With a capacity of 64,269, Yale Bowl is the second-largest stadium in New England (after Gillette Stadium in Foxborough, Massachusetts).

==Basketball==
New Haven has hosted a couple of minor league basketball teams. The city briefly was the home of an American Basketball League team named the New Haven Jewels in 1937, before the team moved to New York. New Haven gained an Eastern Professional Basketball League (the forerunner to the Continental Basketball Association) team in 1965, named the New Haven Elms, which played in New Haven Arena. In 1967, the Elms left New Haven, and split their season in Bridgeport and Binghamton, as the "Flyers." For the 1968-69 season, the team returned to New Haven, again calling itself the Elms. However, under the sponsorship of the Bic Pen Corporation of Milford, CT, the team moved north to Hamden the following season, now calling itself the Hamden Bics.

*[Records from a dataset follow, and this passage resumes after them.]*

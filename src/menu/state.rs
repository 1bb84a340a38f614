//! Menu State Management
//!
//! This module owns the in-memory menu: the ordered item list and the id
//! sequence. One store instance is built at startup and shared with every
//! request through [`SharedState`].

use super::{
    error::MenuError,
    helpers::{default_menu, validate_candidate},
    models::{MenuItem, MenuItemInput},
};
use parking_lot::RwLock;
use std::sync::{
    atomic::{AtomicI64, Ordering},
    Arc,
};
use tracing::debug;

// =============================================================================
// Menu Store
// =============================================================================

/// In-memory authority for menu items and id assignment.
///
/// Every operation takes the same lock, so at most one writer touches the
/// list at a time. Ids are handed out while the write lock is held, which
/// keeps insertion order and id order identical.
#[derive(Debug, Default)]
pub struct MenuStore {
    items: RwLock<Vec<MenuItem>>,
    last_id: AtomicI64,
}

impl MenuStore {
    /// Creates an empty store whose first id will be 1.
    pub fn new() -> Self {
        Self::default()
    }

    /// Creates a store pre-seeded with the default menu (ids 1, 2, 3).
    pub fn with_defaults() -> Self {
        let store = Self::new();
        for item in default_menu() {
            store.insert(item);
        }
        store
    }

    /// Returns every item in insertion order.
    pub fn list(&self) -> Vec<MenuItem> {
        self.items.read().clone()
    }

    /// Returns the item with the given id.
    pub fn get(&self, id: i64) -> Result<MenuItem, MenuError> {
        self.items
            .read()
            .iter()
            .find(|item| item.id == id)
            .cloned()
            .ok_or(MenuError::NotFound(id))
    }

    /// Validates the candidate, then stores it under the next sequence value.
    pub fn create(&self, candidate: MenuItemInput) -> Result<MenuItem, MenuError> {
        validate_candidate(&candidate)?;
        Ok(self.insert(candidate))
    }

    /// Replaces every field of item `id` with `replacement`, keeping its
    /// position in the list.
    ///
    /// No validation is applied here, unlike [`MenuStore::create`]: a blank
    /// name or non-positive price is accepted as-is.
    pub fn update(&self, id: i64, replacement: MenuItemInput) -> Result<MenuItem, MenuError> {
        let mut items = self.items.write();
        let slot = items
            .iter_mut()
            .find(|item| item.id == id)
            .ok_or(MenuError::NotFound(id))?;

        *slot = replacement.into_item(id);
        debug!(id, name = %slot.name, "menu item updated");
        Ok(slot.clone())
    }

    /// Removes the item with the given id. Returns whether anything was removed.
    pub fn delete(&self, id: i64) -> bool {
        let mut items = self.items.write();
        match items.iter().position(|item| item.id == id) {
            Some(index) => {
                items.remove(index);
                debug!(id, "menu item deleted");
                true
            }
            None => false,
        }
    }

    /// Number of items currently on the menu.
    pub fn len(&self) -> usize {
        self.items.read().len()
    }

    /// True when the menu holds no items.
    pub fn is_empty(&self) -> bool {
        self.items.read().is_empty()
    }

    fn insert(&self, candidate: MenuItemInput) -> MenuItem {
        let mut items = self.items.write();
        let id = self.last_id.fetch_add(1, Ordering::SeqCst) + 1;
        let item = candidate.into_item(id);
        items.push(item.clone());
        debug!(id, name = %item.name, "menu item created");
        item
    }
}

// =============================================================================
// Application State
// =============================================================================

/// Shared application state that can be safely passed between threads
pub type SharedState = Arc<AppState>;

/// Core application state handed to every request handler
#[derive(Debug, Default)]
pub struct AppState {
    /// The menu catalog
    pub menu: MenuStore,
}

impl AppState {
    /// Wraps an already constructed store
    pub fn new(menu: MenuStore) -> Self {
        Self { menu }
    }

    /// State seeded with the default menu
    pub fn with_defaults() -> Self {
        Self::new(MenuStore::with_defaults())
    }
}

The Bics played in the gym of Hamden High School for two seasons, before folding in 1971.

==Soccer==
Greater New Haven's oldest professional soccer team was the Ansonia F.C. which is believed to have begun play in 1887 before dissolving in the 1920s. Founded in 2017, the city has the Elm City Express of the NPSL. The team plays at Jess Dow Field at Southern Connecticut State University. The city is also host to many university soccer teams including Yale University.

==Other==
The New Haven Road Race has hosted the USATF 20K Championship every year since its inception in 1978. The race, which featured 1,200 runners in its inaugural year, has grown to include as many as 7,000 participants. Other annual road races which take place in New Haven include the WPLR ShamRock & Roll 5K, held close to Saint Patrick's Day every March, and The Christopher Martins Christmas Run for Children 5K, held every December.

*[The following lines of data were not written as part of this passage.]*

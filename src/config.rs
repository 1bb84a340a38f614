//! Service configuration
//!
//! Settings are layered: built-in defaults, then an optional
//! `config/settings.{toml,yaml,json}` file, then `MENU_`-prefixed environment
//! variables using `__` between sections (e.g. `MENU_SERVER__PORT=9000`).

use config::{builder::DefaultState, Config, ConfigBuilder, ConfigError, Environment, File};
use serde::{Deserialize, Serialize};
use std::net::SocketAddr;

#[derive(Debug, Deserialize, Serialize, Clone, PartialEq)]
pub struct Settings {
    pub server: ServerConfig,
    pub menu: MenuConfig,
    pub logging: LoggingConfig,
}

#[derive(Debug, Deserialize, Serialize, Clone, PartialEq)]
pub struct ServerConfig {
    pub host: String,
    pub port: u16,
}

#[derive(Debug, Deserialize, Serialize, Clone, PartialEq)]
pub struct MenuConfig {
    /// Seed the Latte / Earl Grey / Chocolate Croissant items at startup
    pub seed_defaults: bool,
}

#[derive(Debug, Deserialize, Serialize, Clone, PartialEq)]
pub struct LoggingConfig {
    pub format: LogFormat,
    /// Filter directive used when RUST_LOG is unset
    pub level: String,
}

#[derive(Debug, Deserialize, Serialize, Clone, Copy, PartialEq, Eq)]
#[serde(rename_all = "lowercase")]
pub enum LogFormat {
    Text,
    Json,
}

impl Settings {
    pub fn load() -> Result<Self, ConfigError> {
        dotenvy::dotenv().ok();

        let config = Self::defaults()?
            .add_source(File::with_name("config/settings").required(false))
            .add_source(
                Environment::with_prefix("MENU")
                    .prefix_separator("_")
                    .separator("__")
                    .try_parsing(true),
            )
            .build()?;

        Self::from_config(config)
    }

    pub fn socket_addr(&self) -> Result<SocketAddr, ConfigError> {
        format!("{}:{}", self.server.host, self.server.port)
            .parse()
            .map_err(|e| ConfigError::Message(format!("invalid server address: {e}")))
    }

    fn defaults() -> Result<ConfigBuilder<DefaultState>, ConfigError> {
        Config::builder()
            .set_default("server.host", "0.0.0.0")?
            .set_default("server.port", 8080)?
            .set_default("menu.seed_defaults", true)?
            .set_default("logging.format", "text")?
            .set_default("logging.level", "info,coffee_menu_rust=debug")
    }

    fn from_config(config: Config) -> Result<Self, ConfigError> {
        let settings: Settings = config.try_deserialize()?;
        settings.validate()?;
        Ok(settings)
    }

    fn validate(&self) -> Result<(), ConfigError> {
        if self.server.port == 0 {
            return Err(ConfigError::Message("server.port must be non-zero".into()));
        }
        self.socket_addr()?;
        Ok(())
    }
}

New Haven was home to the New England Pilgrims who began play in the 1978 American Professional Slo-Pitch League (APSPL) season. The team changed venues once during its existence, starting initially in 1978 at Blake Field in New Haven, where the Pilgrims remained through the 1980 (APSPL) season before moving to the Oakdale Sports Complex in Montville, Connecticut in their final season in the United Professional Softball League (UPSL). The team was owned by Carlo Grande, a sports broadcaster and owner-operator of radio stations, who sold stations in New Haven and Westerly, Rhode Island to fund the purchase of the team. New England began their 1981 and final season at Blake Field but were denied a permit by New Haven Mayor Biagio DiLieto due to complaints by local residents about noise from the Pilgrim games. The team was granted a 6-game last-minute extension and would finish the season at the Oakdale Sports Complex in Montville, over 51 miles from New Haven. The team disbanded at the end of the season.

New Haven is home to both rugby union and rugby league teams, the New Haven Old Black RFC and the New Haven Warriors, respectively. Both teams play at 'The Boulevard" on Route 34. The rugby union team won the US DII National title in 2002. The last few years they have regularly qualified for the Sweet 16 in DI national championships. The rugby league team plays in the top level championship of the USA. They are the reigning 2008 champions.

New Haven's cycling community is represented by the advocacy and community group ElmCityCycling. Group rides are held several times per week.

There are two golf courses open to the public located within New Haven proper: The Course at Yale and Alling Memorial Golf Course. Dozens more are located in Greater New Haven and the New Haven metropolitan area; a list can be seen here.

==Tournaments and championships hosted==
The Connecticut Tennis Center hosted the Pilot Pen International, a professional men's and women's tennis event, every August. Recent winners have included the likes of tennis stars Lindsay Davenport, Venus Williams, and Steffi Graf. The 15,000-seat Tennis Center Stadium at the Connecticut Tennis Center is tied as the fourth largest tennis venue in the world by capacity.

From July 1–9, 1995, New Haven hosted the 1995 Special Olympics World Summer Games. Then-President Bill Clinton spoke at the Opening Ceremonies at the Yale Bowl.